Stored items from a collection

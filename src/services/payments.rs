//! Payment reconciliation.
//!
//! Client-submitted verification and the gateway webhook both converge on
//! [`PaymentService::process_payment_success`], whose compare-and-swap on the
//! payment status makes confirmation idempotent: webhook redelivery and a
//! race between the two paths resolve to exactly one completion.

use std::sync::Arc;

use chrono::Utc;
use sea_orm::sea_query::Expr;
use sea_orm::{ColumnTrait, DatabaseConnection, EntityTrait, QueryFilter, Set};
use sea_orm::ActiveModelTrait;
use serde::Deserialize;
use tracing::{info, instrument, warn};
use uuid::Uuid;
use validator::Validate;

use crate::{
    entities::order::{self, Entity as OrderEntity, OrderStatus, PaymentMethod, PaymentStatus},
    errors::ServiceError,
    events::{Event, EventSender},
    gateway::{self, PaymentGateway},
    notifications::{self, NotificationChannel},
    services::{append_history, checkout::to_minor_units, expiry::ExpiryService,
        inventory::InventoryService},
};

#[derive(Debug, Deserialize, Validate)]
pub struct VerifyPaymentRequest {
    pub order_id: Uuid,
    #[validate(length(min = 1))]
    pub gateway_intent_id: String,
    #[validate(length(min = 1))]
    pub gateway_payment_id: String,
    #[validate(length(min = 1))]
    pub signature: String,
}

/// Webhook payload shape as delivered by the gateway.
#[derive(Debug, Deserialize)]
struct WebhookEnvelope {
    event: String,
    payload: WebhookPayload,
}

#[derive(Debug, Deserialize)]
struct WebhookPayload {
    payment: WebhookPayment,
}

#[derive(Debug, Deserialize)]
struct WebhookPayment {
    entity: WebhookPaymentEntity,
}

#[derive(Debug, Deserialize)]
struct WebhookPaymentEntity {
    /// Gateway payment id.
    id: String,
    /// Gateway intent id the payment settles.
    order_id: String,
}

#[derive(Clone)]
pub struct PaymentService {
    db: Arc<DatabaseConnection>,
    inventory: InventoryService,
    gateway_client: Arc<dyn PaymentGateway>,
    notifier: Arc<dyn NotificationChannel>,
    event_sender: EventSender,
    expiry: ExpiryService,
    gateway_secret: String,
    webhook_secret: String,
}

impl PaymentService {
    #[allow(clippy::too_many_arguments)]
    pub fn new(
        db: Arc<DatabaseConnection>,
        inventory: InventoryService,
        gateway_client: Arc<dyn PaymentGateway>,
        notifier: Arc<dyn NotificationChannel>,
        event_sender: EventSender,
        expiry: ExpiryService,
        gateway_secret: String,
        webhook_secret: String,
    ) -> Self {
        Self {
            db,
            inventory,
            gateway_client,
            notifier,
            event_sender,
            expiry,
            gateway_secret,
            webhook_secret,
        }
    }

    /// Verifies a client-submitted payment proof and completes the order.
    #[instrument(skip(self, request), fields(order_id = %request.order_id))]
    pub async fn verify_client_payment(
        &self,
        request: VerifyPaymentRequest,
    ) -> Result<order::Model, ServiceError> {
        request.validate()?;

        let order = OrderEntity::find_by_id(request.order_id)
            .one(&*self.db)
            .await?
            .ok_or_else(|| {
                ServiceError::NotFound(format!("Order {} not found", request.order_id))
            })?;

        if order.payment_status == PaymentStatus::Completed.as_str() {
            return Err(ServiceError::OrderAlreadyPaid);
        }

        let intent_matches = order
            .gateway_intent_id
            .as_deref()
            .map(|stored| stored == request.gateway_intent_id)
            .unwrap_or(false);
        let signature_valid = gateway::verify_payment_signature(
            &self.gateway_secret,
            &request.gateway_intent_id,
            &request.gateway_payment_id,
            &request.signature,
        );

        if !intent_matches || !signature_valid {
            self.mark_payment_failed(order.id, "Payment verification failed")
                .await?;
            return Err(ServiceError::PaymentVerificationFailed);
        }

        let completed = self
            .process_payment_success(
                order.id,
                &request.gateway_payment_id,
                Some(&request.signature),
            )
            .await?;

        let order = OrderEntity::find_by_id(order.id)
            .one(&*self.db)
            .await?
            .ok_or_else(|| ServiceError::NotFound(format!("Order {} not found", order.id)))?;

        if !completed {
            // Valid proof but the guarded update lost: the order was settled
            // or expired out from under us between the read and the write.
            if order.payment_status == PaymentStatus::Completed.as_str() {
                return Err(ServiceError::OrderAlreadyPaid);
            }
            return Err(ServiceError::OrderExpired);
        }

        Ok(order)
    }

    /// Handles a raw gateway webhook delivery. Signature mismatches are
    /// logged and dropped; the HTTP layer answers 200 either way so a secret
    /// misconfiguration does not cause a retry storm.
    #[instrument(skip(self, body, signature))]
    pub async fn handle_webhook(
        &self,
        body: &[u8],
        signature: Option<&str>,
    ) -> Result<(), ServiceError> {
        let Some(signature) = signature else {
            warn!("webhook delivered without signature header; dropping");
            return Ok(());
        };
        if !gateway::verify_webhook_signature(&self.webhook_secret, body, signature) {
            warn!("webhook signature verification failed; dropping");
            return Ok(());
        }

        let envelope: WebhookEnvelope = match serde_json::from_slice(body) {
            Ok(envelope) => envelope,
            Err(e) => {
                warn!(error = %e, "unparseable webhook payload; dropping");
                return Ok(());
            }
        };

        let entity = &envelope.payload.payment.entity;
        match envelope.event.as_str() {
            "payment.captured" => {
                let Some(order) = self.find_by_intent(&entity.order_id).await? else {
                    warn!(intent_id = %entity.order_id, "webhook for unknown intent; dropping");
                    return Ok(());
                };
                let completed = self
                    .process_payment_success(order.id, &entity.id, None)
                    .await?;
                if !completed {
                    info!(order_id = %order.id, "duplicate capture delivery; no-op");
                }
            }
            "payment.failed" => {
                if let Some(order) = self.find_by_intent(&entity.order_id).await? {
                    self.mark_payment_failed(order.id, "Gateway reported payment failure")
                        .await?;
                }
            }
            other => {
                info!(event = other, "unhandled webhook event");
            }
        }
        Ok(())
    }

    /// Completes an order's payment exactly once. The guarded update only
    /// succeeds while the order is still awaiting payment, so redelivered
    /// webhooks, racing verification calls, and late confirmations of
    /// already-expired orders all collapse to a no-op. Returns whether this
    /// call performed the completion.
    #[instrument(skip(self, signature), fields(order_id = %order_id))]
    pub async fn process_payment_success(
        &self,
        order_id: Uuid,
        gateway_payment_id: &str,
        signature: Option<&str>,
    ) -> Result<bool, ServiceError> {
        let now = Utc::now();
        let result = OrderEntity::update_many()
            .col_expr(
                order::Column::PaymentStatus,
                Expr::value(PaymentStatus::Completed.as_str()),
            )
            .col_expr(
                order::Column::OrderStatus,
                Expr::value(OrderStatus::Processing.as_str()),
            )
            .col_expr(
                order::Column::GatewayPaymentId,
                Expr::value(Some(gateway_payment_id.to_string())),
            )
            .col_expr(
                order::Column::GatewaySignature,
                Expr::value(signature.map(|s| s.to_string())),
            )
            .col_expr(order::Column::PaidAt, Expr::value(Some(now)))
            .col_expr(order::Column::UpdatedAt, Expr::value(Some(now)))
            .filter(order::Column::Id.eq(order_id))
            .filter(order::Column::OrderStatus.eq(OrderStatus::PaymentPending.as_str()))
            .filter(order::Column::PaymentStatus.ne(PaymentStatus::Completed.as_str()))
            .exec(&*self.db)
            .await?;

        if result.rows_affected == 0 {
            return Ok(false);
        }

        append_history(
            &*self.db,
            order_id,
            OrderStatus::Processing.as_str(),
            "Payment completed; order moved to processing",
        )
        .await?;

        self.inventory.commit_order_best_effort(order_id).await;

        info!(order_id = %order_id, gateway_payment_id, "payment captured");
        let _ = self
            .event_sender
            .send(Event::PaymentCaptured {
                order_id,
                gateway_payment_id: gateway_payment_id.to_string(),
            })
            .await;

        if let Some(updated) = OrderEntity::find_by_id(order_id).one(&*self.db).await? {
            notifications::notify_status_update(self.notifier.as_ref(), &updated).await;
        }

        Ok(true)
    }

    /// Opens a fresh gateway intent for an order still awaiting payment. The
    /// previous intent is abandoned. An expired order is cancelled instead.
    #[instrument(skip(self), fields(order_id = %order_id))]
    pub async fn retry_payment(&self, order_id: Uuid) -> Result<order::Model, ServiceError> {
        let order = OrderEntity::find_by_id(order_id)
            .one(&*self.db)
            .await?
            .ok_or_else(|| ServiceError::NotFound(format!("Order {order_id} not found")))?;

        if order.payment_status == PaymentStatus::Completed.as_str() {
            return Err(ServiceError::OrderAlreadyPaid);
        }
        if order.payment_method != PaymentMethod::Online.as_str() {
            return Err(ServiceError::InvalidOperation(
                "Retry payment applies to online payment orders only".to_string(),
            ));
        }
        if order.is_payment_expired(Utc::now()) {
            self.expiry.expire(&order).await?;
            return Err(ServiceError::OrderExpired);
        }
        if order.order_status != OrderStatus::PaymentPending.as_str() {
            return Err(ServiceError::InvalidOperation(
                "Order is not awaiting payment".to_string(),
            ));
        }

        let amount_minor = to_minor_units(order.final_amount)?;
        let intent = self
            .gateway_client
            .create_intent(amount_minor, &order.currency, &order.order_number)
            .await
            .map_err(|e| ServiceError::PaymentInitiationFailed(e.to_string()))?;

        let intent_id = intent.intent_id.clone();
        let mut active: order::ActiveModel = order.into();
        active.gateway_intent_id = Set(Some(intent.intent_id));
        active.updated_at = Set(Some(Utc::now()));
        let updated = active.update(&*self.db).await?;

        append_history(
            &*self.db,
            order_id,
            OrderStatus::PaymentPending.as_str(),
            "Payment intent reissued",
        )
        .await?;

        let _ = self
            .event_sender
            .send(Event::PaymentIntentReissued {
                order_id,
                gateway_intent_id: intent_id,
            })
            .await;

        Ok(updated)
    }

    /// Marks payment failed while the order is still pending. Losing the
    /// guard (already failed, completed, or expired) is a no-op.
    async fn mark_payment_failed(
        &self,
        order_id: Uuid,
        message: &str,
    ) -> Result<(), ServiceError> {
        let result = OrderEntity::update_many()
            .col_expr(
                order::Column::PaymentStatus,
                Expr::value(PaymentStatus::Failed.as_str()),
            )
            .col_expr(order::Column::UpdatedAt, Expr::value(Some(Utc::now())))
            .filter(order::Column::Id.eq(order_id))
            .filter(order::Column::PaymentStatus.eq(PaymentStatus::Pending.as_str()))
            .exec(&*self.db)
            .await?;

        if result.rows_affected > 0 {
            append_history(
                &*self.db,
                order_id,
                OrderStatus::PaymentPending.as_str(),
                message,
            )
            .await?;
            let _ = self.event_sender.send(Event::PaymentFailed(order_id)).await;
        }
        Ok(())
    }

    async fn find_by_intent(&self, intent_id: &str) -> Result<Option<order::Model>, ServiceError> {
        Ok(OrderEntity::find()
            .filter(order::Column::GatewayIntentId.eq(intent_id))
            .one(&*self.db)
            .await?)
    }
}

▶ _Work item_: Read the entries above and find each line holding the word "other". Copy it out.

▶ _Response to this exercise_:
            other => {
                info!(event = other, "unhandled webhook event");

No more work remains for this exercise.